### Exercise instructions
Using the data that follows, give the number of lines in which the word "NewProject" occurs. Write only the number.

Collected data entries
★ ★ ★ ★ ★

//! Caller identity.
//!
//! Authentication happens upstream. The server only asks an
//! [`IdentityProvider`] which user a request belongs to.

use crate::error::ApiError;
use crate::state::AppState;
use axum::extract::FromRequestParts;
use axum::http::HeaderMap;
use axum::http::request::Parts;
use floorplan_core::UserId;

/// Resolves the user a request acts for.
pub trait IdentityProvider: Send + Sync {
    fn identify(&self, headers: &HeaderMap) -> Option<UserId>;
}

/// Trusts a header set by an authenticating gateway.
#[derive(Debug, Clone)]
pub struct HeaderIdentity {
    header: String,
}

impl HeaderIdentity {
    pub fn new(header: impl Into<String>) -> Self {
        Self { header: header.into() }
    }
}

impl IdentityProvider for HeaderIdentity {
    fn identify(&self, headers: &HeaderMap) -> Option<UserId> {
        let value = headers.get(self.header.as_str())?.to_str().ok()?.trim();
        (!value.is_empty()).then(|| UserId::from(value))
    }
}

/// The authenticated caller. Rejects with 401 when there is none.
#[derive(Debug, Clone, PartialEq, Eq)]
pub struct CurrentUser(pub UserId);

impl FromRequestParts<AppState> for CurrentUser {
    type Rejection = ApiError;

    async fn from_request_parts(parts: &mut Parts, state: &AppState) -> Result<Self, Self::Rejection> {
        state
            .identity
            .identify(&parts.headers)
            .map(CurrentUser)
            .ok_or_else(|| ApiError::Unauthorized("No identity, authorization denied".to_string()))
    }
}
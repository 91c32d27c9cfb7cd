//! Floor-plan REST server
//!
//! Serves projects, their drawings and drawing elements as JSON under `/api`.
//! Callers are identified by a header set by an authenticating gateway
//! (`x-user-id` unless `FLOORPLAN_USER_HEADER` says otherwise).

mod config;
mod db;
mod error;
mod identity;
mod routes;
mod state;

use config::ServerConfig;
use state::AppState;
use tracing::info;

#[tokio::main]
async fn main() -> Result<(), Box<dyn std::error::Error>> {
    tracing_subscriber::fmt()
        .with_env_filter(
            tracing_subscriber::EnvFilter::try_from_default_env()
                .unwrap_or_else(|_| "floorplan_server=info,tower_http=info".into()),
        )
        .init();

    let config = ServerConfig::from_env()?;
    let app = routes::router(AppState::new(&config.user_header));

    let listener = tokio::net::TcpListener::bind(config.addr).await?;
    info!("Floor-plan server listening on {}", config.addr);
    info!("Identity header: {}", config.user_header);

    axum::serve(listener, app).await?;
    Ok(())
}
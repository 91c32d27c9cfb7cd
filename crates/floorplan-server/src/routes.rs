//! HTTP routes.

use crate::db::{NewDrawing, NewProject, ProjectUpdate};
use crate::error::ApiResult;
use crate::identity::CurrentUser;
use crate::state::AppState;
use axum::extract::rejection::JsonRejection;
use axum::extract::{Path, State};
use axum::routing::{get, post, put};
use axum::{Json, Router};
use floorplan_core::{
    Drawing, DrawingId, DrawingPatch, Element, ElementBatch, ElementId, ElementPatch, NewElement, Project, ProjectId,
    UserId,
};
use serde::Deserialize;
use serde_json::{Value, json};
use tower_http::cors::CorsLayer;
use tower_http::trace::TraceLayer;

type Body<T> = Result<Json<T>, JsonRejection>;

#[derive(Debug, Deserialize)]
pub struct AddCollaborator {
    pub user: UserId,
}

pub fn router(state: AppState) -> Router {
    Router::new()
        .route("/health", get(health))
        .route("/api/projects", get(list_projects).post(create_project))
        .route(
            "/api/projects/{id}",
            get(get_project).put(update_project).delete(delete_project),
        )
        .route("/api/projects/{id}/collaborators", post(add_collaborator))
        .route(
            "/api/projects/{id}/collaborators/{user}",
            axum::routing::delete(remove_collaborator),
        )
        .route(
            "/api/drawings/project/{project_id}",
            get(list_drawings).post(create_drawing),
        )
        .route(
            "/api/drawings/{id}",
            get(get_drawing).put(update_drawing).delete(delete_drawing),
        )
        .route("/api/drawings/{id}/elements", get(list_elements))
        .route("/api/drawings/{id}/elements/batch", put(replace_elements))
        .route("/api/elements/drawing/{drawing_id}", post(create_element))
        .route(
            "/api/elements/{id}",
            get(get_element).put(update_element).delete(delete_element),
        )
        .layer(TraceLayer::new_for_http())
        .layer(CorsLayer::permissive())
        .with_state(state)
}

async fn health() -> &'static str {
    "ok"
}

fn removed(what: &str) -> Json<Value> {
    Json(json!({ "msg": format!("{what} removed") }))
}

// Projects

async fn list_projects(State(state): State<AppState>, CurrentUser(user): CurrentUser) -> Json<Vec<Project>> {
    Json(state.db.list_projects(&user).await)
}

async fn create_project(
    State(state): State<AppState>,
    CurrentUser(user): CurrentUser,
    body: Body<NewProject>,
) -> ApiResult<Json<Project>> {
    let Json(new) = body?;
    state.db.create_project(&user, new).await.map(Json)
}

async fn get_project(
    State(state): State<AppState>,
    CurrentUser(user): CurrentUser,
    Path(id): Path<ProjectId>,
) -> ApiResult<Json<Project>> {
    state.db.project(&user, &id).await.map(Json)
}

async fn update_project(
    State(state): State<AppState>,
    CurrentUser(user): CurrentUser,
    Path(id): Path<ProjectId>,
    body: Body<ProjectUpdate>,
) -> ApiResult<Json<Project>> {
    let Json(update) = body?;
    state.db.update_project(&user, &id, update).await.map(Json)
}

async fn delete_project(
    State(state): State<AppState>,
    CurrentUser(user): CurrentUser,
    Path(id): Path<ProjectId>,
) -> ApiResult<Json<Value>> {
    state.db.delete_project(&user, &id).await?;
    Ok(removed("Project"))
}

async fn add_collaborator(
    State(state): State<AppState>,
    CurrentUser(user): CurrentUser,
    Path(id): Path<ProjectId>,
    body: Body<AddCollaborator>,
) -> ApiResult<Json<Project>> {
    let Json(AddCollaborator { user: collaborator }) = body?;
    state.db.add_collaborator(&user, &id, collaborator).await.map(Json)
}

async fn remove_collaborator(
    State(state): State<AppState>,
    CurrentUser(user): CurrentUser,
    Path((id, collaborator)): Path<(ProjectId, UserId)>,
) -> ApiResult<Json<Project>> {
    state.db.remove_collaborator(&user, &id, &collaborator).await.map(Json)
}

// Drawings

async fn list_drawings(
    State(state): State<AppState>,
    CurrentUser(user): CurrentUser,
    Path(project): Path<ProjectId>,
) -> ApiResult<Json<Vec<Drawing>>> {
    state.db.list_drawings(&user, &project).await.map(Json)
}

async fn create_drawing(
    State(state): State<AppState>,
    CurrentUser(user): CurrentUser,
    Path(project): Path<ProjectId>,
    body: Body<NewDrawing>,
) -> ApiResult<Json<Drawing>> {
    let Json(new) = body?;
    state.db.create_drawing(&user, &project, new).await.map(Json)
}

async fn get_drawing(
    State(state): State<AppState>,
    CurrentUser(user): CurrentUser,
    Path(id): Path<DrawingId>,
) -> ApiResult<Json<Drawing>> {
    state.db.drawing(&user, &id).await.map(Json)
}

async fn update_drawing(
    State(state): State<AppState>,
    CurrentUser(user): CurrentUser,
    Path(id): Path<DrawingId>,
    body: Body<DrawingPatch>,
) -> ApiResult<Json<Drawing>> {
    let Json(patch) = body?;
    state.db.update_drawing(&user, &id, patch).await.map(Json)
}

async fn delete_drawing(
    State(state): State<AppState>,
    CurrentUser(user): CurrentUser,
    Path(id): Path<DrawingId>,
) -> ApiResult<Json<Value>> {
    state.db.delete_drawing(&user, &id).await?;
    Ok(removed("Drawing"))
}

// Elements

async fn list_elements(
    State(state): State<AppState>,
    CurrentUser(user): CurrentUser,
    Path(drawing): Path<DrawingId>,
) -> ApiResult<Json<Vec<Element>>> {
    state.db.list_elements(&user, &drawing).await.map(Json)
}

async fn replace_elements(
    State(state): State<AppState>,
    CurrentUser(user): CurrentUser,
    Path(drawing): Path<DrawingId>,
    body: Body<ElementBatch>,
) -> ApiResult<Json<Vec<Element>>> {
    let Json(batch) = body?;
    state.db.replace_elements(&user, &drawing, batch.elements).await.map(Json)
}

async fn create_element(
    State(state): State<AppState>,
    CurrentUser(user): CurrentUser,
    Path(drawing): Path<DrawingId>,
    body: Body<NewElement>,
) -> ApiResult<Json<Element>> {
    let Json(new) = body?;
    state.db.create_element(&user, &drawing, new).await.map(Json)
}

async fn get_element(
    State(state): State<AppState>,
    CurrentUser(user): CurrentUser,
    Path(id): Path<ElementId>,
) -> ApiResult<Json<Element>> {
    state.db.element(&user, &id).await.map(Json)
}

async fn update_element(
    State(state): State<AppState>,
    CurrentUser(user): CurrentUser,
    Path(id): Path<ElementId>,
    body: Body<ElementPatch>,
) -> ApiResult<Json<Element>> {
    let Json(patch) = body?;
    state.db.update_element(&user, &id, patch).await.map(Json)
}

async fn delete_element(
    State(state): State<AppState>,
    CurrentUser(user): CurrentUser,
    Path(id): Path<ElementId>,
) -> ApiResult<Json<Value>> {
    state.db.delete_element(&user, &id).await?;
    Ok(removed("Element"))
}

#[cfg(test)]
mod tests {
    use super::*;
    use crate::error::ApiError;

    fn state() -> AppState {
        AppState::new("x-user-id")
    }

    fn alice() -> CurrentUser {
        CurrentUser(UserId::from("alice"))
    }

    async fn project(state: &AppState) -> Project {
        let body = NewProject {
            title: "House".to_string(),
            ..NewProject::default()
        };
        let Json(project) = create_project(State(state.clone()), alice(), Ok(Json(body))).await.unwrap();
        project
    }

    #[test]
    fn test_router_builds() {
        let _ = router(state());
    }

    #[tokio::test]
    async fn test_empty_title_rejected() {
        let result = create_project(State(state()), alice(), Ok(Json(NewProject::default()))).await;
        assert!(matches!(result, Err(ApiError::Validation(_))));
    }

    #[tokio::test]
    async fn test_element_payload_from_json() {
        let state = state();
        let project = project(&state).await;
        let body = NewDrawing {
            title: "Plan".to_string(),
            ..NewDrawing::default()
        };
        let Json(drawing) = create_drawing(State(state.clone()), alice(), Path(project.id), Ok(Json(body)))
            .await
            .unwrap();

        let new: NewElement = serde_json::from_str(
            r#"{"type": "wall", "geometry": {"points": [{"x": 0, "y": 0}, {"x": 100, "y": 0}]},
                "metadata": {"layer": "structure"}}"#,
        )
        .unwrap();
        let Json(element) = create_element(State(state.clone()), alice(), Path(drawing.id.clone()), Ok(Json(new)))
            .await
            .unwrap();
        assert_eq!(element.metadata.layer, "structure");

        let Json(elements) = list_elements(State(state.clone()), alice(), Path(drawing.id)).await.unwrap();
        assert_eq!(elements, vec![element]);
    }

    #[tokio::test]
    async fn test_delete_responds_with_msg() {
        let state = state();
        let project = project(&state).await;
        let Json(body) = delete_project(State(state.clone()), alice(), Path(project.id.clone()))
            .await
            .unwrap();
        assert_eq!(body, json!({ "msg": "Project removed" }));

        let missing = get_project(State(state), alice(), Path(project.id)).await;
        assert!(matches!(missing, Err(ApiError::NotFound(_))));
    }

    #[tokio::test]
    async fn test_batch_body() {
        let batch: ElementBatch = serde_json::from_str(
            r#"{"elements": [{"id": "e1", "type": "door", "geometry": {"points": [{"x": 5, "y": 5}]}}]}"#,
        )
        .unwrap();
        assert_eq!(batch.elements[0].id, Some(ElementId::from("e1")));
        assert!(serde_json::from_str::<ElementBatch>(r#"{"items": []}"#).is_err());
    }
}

★ ★ ★ ★ ★

### Completed task
5